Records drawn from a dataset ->
┄┄┄┄┄┄
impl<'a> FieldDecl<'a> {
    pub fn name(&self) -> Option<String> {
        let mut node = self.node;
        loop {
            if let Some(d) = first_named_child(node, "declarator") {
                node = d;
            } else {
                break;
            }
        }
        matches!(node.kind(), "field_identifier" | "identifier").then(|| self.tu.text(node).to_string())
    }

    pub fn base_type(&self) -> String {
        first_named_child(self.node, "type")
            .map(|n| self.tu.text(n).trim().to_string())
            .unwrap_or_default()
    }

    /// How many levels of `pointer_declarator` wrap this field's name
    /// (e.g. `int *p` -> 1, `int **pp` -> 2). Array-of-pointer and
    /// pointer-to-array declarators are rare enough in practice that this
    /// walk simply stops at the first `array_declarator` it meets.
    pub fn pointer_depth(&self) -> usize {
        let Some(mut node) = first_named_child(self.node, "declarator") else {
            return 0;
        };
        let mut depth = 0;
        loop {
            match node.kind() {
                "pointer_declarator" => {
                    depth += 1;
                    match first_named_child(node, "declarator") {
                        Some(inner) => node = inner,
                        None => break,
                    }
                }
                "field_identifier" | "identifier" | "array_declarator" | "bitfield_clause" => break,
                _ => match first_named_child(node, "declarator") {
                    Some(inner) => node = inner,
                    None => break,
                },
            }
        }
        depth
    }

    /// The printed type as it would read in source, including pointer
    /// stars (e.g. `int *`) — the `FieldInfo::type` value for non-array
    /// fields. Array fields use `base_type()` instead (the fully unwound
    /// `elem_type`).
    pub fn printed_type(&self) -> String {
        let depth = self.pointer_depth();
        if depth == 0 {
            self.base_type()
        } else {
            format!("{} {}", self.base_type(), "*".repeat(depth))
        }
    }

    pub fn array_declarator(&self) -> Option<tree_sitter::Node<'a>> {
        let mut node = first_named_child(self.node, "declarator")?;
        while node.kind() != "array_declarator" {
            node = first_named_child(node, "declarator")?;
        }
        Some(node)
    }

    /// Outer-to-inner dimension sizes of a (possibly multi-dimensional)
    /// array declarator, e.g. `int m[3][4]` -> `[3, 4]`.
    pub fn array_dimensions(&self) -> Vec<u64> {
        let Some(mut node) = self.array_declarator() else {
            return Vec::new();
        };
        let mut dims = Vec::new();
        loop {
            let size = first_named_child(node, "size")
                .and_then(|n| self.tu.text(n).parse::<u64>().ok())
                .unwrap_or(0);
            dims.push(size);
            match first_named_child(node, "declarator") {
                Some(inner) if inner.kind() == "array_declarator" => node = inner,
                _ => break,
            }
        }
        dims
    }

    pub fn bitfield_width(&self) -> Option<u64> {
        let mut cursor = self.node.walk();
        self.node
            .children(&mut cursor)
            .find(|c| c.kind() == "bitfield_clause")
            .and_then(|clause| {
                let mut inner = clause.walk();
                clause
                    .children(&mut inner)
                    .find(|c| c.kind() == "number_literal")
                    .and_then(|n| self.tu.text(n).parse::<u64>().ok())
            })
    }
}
┄┄┄┄┄┄
From the line containing "return Vec::new();" to the last line of the data above, copy each line exactly and add nothing.

Output below ->
            return Vec::new();
        };
        let mut dims = Vec::new();
        loop {
            let size = first_named_child(node, "size")
                .and_then(|n| self.tu.text(n).parse::<u64>().ok())
                .unwrap_or(0);
            dims.push(size);
            match first_named_child(node, "declarator") {
                Some(inner) if inner.kind() == "array_declarator" => node = inner,
                _ => break,
            }
        }
        dims
    }

    pub fn bitfield_width(&self) -> Option<u64> {
        let mut cursor = self.node.walk();
        self.node
            .children(&mut cursor)
            .find(|c| c.kind() == "bitfield_clause")
            .and_then(|clause| {
                let mut inner = clause.walk();
                clause
                    .children(&mut inner)
                    .find(|c| c.kind() == "number_literal")
                    .and_then(|n| self.tu.text(n).parse::<u64>().ok())
            })
    }
}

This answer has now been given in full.